Note: Finding a word in regex is majorly pegged on the fact that white spaces separate words. Therefore, we will mainly use the “\b” character as the beginning and the end of a word.

It’s time to see some examples now.

Example 1: Finding a Whole Word in a Python String

We will use the r”\b<word>\b” pattern to find a whole word in a string. As mentioned earlier, a word is separated by white spaces (\b).

The “r” preceding the pattern renders anything inside the quotes as a raw string (no character is given special meaning). We use the escape character, “\”, to override that and introduce special characters, e.g., “\b”.

import re

# The string we want to search and the pattern to look for

str1 = "This is a bigger group. There is not a small group"

pattern = r"\bgroup\b"

# Using re.search() method to find the patter "\bgroup\b"

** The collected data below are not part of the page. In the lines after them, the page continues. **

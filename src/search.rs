//! Recursive Algorithm X over the dancing links structure.

use std::time::{Duration, Instant};

use crate::links::DancingLinks;

/// Mutable state threaded through one search: the rows chosen so far, the
/// solutions found and the number of search tree nodes visited.
#[derive(Clone, Debug, Default)]
pub struct SearchContext {
    partial: Vec<usize>,
    solutions: Vec<Vec<usize>>,
    visits: u64,
}

impl SearchContext {
    pub fn new() -> Self {
        Self::default()
    }

    /// Solutions recorded so far, in discovery order.
    pub fn solutions(&self) -> &[Vec<usize>] {
        &self.solutions
    }

    /// Number of search calls that had to branch on a column.
    pub const fn visits(&self) -> u64 {
        self.visits
    }

    pub fn into_solutions(self) -> Vec<Vec<usize>> {
        self.solutions
    }
}

/// Diagnostics of a completed search. Not part of the result itself.
#[derive(Copy, Clone, Debug, Eq, PartialEq)]
pub struct SearchStats {
    pub visits: u64,
    pub solutions: usize,
    pub elapsed: Duration,
}

/// Everything a full run produces.
#[derive(Clone, Debug)]
pub struct Report {
    /// Every exact cover, each a list of row indices in the order they were
    /// chosen.
    pub solutions: Vec<Vec<usize>>,
    pub stats: SearchStats,
}

impl DancingLinks {
    /// Runs Algorithm X from the current state, appending every exact cover
    /// to `ctx`.
    ///
    /// The structure is left exactly as it was found.
    pub fn search(&mut self, ctx: &mut SearchContext) {
        let Some(column) = self.select_column() else {
            log::trace!("solution {:?}", ctx.partial);
            ctx.solutions.push(ctx.partial.clone());
            return;
        };

        ctx.visits += 1;
        self.cover(column);

        let mut row = self.at(column).down;
        while row != column {
            ctx.partial.push(self.at(row).key);
            self.cover_row(row);

            self.search(ctx);

            self.uncover_row(row);
            ctx.partial.pop();
            row = self.at(row).down;
        }

        self.uncover(column);
    }

    /// Enumerates every exact cover of the matrix, in depth-first order.
    ///
    /// An empty list means the matrix has no exact cover. Can be called any
    /// number of times on the same structure with the same outcome.
    pub fn all_solutions(&mut self) -> Report {
        let mut ctx = SearchContext::new();
        log::debug!(
            "searching {} rows x {} columns, {:?}",
            self.row_count(),
            self.column_count(),
            self.selection()
        );

        let start = Instant::now();
        self.search(&mut ctx);
        let elapsed = start.elapsed();

        let stats = SearchStats {
            visits: ctx.visits,
            solutions: ctx.solutions.len(),
            elapsed,
        };
        log::info!(
            "nodes searched: {}, solutions found: {}, time elapsed: {:.6}s",
            stats.visits,
            stats.solutions,
            stats.elapsed.as_secs_f64()
        );

        Report {
            solutions: ctx.into_solutions(),
            stats,
        }
    }
}

#[cfg(test)]
#[rustfmt::skip]
mod tests {
    use super::*;
    use crate::config::ColumnSelection;

    fn matrix(rows: &[&[u8]]) -> Vec<Vec<bool>> {
        rows.iter()
            .map(|row| row.iter().map(|&cell| cell == 1).collect())
            .collect()
    }

    #[test]
    fn test_basic_solve() {
        // [x, x, -, -]
        // [x, -, x, -]
        // [-, x, -, x]
        // [-, -, x, x]
        // [x, x, x, -]
        // [-, x, x, x]
        let mut links = DancingLinks::new(&matrix(&[
            &[1, 1, 0, 0],
            &[1, 0, 1, 0],
            &[0, 1, 0, 1],
            &[0, 0, 1, 1],
            &[1, 1, 1, 0],
            &[0, 1, 1, 1],
        ])).unwrap();

        let report = links.all_solutions();

        assert_eq!(vec![vec![0, 3], vec![1, 2]], report.solutions);
        assert_eq!(2, report.stats.solutions);
    }

    #[test]
    fn test_search_with_explicit_context() {
        let mut links = DancingLinks::new(&matrix(&[
            &[1, 0],
            &[0, 1],
        ])).unwrap();

        let mut ctx = SearchContext::new();
        links.search(&mut ctx);

        assert_eq!(&[vec![0, 1]], ctx.solutions());
        assert_eq!(2, ctx.visits());
    }

    #[test]
    fn test_visits_depend_on_selection() {
        // first active branches on column 0 (three rows), greedy on column 1
        let rows = matrix(&[
            &[1, 0, 0],
            &[1, 0, 0],
            &[1, 1, 1],
        ]);

        let mut greedy = DancingLinks::new(&rows).unwrap();
        let mut first = DancingLinks::new(&rows).unwrap()
            .with_selection(ColumnSelection::FirstActive);

        let greedy = greedy.all_solutions();
        let first = first.all_solutions();

        assert_eq!(vec![vec![2]], greedy.solutions);
        assert_eq!(greedy.solutions, first.solutions);
        assert_eq!(1, greedy.stats.visits);
        assert_eq!(3, first.stats.visits);
    }

    #[test]
    fn test_dead_column_fails_branch() {
        let mut links = DancingLinks::new(&matrix(&[
            &[1, 0],
            &[1, 0],
        ])).unwrap();

        let report = links.all_solutions();

        assert!(report.solutions.is_empty());
        assert_eq!(1, report.stats.visits);
    }
}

# which matches the word "group"

result = re.search(pattern,str1)

# Print the result

print(result)

# Start and end indices

print("Starts at: ", result.start())

print("Ends at: ", result.end())

# Span of the word - a tuple of start and end.

print("Spans: ", result.span())

Output:

<re.Match object; span=(17, 22), match='group'>
Starts at:  17
Ends at:  22
Spans:  (17, 22)

Notice that re.search() matches only the first instance of the word. If you want to match all the occurrences of the word, use the re.finditer(). It generates an iterator that yields all instances matching the pattern provided; for example,

import re

# The string we want to search

str1 = "This is a bigger group. There is not a small group"

pattern = r"\bgroup\b"

result_iter = re.finditer(pattern, str1)

for result in result_iter:

print(result)

Output:

<re.Match object; span=(17, 22), match='group'>
<re.Match object; span=(45, 50), match='group'>

Example 2: Search for Multiple Words

We can search for multiple words in a string using the OR operator (“|”) in re. For example,

import re

# Match more than one word - matching small, big, and group

results = re.finditer(r"\bsmall\b|\bis\b|\bgroup\b", "This is a bigger group. There is not a small group")

# Looping through all instances using list comprehension

results = [i for i in results]

print(results)

Output:

[<re.Match object; span=(10, 13), match='big'>, <re.Match object; span=(17, 22), match='group'>, <re.Match object; span=(39, 44), match='small'>, <re.Match object; span=(45, 50), match='group'>]

We can also use the re.findall() function to find all matches as a list of strings.

import re

results = re.findall(r"\bsmall\b|\bis\b|\bgroup\b", "This is a bigger group. There is not a small group")

print(results)

Output:

['is', 'group', 'is', 'small', 'group']

Example 3: Finding words that start or end with

Here are some examples. The code contains comments to help you understand.

import re

str1 = "It always bothers me that, accor56ding to the a laws as we understand them today"

# Find words that start with "a"

results1 = re.findall(r"\ba\w*\b", str1)

print(results1)

# Matches words starting with "a" but must be followed with at least

# one alpha-numeric. The letter "a" is not a match.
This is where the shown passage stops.